> Dataset records

_____

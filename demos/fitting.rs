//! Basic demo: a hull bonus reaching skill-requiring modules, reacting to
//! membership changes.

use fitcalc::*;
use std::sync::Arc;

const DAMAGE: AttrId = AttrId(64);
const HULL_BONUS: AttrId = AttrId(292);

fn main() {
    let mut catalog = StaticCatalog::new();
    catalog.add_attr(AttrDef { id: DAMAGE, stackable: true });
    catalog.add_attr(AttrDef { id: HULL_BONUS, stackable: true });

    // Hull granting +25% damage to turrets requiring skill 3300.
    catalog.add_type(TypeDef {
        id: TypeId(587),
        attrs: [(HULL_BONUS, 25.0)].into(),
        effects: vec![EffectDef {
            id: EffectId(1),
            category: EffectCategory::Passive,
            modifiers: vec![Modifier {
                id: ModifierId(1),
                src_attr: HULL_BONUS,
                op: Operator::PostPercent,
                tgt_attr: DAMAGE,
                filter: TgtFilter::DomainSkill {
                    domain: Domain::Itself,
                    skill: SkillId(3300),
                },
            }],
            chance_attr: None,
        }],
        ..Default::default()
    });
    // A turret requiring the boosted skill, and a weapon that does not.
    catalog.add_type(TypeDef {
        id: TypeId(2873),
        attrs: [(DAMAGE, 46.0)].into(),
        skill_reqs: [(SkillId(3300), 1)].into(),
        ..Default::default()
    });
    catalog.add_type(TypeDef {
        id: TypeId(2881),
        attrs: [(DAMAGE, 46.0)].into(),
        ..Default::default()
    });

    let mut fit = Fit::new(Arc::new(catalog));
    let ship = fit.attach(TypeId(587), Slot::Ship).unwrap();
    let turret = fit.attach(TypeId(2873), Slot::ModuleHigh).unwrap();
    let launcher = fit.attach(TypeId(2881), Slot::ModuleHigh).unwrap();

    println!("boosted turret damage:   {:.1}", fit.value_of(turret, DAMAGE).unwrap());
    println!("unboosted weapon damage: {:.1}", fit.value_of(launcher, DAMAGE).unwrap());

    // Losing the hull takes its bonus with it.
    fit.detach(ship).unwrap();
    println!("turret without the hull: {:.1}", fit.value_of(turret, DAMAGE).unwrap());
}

_____

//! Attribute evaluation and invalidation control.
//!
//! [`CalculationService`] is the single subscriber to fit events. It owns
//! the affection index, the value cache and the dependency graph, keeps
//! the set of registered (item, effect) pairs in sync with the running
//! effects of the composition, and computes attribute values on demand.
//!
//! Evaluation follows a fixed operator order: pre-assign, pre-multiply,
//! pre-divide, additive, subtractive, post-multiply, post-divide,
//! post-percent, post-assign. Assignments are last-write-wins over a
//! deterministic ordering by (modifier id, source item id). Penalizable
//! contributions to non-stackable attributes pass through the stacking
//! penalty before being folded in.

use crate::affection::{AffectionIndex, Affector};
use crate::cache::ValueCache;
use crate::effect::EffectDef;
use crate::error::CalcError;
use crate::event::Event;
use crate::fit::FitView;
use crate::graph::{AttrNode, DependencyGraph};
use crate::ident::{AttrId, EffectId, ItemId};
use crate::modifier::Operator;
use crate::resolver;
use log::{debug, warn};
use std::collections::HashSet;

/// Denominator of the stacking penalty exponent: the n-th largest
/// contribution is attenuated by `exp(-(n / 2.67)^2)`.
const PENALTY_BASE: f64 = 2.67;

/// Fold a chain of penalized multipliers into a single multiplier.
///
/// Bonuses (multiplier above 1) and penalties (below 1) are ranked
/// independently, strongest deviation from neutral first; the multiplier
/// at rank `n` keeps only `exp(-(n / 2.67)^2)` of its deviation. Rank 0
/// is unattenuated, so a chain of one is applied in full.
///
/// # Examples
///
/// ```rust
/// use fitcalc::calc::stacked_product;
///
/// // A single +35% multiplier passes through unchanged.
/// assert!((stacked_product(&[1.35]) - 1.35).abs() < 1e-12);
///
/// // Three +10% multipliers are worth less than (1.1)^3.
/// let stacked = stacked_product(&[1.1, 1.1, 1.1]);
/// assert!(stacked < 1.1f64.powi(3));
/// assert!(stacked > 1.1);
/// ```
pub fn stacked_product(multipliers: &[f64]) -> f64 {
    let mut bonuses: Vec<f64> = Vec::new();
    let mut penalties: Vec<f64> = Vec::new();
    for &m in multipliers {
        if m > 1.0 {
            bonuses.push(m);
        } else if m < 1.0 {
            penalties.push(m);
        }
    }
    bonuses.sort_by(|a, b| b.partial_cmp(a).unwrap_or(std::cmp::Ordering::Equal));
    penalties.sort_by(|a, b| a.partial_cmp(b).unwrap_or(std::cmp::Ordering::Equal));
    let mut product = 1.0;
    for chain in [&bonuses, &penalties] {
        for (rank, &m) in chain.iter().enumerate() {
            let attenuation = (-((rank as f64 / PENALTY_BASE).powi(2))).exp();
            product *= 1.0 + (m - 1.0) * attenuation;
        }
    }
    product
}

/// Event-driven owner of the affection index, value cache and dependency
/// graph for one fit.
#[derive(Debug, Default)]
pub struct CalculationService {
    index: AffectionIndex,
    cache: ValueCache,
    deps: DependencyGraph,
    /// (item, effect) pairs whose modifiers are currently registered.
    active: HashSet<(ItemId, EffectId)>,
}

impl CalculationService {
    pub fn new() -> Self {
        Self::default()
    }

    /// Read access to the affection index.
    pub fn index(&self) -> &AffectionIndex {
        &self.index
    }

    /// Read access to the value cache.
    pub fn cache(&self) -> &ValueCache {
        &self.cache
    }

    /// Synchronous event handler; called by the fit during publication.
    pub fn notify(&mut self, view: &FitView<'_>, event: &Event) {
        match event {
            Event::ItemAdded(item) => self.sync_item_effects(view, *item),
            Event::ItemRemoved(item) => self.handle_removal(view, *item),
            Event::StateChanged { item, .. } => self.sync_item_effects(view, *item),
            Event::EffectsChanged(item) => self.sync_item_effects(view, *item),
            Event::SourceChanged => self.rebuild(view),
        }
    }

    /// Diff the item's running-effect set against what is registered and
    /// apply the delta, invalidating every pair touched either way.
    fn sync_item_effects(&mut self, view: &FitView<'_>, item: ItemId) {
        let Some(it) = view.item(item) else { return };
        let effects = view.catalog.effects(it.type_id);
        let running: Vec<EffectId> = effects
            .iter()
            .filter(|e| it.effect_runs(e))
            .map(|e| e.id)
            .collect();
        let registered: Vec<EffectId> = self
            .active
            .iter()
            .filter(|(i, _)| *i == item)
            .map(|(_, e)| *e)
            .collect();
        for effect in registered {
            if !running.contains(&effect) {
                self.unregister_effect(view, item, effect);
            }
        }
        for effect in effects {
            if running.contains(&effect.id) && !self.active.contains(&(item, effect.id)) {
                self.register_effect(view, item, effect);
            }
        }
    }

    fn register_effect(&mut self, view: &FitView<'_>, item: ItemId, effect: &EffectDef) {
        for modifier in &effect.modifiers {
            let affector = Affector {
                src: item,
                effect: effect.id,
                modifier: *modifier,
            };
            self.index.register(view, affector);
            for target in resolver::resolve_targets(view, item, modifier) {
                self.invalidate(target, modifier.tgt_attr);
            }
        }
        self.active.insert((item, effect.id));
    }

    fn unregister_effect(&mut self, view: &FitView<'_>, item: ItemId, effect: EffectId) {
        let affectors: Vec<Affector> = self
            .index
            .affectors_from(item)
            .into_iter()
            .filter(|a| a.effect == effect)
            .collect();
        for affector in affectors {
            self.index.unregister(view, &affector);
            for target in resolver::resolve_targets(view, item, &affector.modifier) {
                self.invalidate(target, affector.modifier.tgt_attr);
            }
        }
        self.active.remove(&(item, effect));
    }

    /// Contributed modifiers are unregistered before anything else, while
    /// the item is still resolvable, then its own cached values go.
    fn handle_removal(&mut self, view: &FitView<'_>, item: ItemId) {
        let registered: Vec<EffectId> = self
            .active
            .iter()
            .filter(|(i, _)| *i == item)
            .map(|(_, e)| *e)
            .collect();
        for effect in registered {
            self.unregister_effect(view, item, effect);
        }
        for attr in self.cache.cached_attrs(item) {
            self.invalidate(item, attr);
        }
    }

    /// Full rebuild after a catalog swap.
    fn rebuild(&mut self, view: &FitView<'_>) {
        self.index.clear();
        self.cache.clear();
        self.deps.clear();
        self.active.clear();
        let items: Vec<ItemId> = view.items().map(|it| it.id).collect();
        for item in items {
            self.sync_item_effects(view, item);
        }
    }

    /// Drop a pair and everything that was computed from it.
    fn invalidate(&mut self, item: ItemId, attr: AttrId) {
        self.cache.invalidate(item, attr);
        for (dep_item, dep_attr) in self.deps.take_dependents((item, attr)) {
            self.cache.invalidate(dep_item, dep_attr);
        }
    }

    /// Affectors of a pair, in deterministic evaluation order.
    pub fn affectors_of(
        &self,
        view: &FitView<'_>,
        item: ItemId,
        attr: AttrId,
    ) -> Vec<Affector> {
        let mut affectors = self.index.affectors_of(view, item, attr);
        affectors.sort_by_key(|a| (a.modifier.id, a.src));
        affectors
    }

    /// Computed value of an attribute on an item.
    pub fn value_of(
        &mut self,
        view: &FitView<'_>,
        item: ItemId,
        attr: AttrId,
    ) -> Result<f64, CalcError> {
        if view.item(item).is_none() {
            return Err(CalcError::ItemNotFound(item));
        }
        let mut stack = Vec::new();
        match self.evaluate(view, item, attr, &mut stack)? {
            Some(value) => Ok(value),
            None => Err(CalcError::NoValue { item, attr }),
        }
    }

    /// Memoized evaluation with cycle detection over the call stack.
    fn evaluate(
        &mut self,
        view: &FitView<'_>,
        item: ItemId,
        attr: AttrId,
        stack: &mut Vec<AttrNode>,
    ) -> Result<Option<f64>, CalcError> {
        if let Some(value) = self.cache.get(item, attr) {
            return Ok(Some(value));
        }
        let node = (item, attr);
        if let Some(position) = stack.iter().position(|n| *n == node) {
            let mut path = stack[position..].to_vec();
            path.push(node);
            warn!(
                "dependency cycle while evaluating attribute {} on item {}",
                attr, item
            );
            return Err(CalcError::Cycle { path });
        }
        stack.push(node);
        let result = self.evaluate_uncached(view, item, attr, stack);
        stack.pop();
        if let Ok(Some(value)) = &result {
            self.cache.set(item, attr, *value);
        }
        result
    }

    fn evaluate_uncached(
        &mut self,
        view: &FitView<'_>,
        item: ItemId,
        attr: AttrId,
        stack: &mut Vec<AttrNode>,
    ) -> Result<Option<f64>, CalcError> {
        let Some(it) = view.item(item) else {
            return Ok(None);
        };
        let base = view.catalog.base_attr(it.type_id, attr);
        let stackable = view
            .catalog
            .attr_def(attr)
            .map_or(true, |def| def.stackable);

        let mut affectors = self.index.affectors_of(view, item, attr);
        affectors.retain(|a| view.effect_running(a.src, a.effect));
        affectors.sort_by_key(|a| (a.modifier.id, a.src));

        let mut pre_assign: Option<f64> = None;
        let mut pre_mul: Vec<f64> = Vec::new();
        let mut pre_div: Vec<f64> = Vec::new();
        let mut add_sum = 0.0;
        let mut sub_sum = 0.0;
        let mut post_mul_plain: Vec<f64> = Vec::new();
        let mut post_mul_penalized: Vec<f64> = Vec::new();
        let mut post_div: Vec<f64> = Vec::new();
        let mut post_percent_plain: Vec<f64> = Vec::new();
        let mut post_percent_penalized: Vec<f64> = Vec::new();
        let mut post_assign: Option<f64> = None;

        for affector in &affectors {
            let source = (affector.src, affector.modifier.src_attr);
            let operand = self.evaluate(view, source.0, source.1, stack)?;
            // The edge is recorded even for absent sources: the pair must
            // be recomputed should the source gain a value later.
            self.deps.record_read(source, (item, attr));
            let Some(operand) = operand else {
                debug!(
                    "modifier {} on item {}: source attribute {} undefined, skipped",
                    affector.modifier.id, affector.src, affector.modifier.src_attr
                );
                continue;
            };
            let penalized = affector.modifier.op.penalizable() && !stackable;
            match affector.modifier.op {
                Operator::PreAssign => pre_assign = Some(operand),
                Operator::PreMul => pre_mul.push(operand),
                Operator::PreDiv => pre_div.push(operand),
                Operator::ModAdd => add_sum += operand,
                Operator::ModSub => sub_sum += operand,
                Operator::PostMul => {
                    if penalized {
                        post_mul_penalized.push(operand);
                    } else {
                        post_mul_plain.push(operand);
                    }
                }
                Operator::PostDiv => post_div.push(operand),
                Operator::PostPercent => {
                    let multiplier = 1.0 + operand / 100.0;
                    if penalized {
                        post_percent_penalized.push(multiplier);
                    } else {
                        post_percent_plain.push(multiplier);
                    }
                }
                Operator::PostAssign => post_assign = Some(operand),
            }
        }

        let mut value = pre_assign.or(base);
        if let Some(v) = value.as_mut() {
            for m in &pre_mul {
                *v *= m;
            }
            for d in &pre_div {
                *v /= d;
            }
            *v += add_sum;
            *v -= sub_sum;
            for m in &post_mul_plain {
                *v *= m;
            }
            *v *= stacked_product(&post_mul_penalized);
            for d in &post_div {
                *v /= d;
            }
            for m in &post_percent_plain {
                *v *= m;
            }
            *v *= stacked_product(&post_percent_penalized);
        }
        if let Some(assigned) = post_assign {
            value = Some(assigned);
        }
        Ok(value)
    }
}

_____

The expected answer is an exact copy of the lines above, beginning at the line with "filename demos/fitting.rs" and ending at the line with "requiring skill 3300.", with both ends in.

> ANSWER TO THE EXERCISE
filename demos/fitting.rs
//! Basic demo: a hull bonus reaching skill-requiring modules, reacting to
//! membership changes.

use fitcalc::*;
use std::sync::Arc;

const DAMAGE: AttrId = AttrId(64);
const HULL_BONUS: AttrId = AttrId(292);

fn main() {
    let mut catalog = StaticCatalog::new();
    catalog.add_attr(AttrDef { id: DAMAGE, stackable: true });
    catalog.add_attr(AttrDef { id: HULL_BONUS, stackable: true });

    // Hull granting +25% damage to turrets requiring skill 3300.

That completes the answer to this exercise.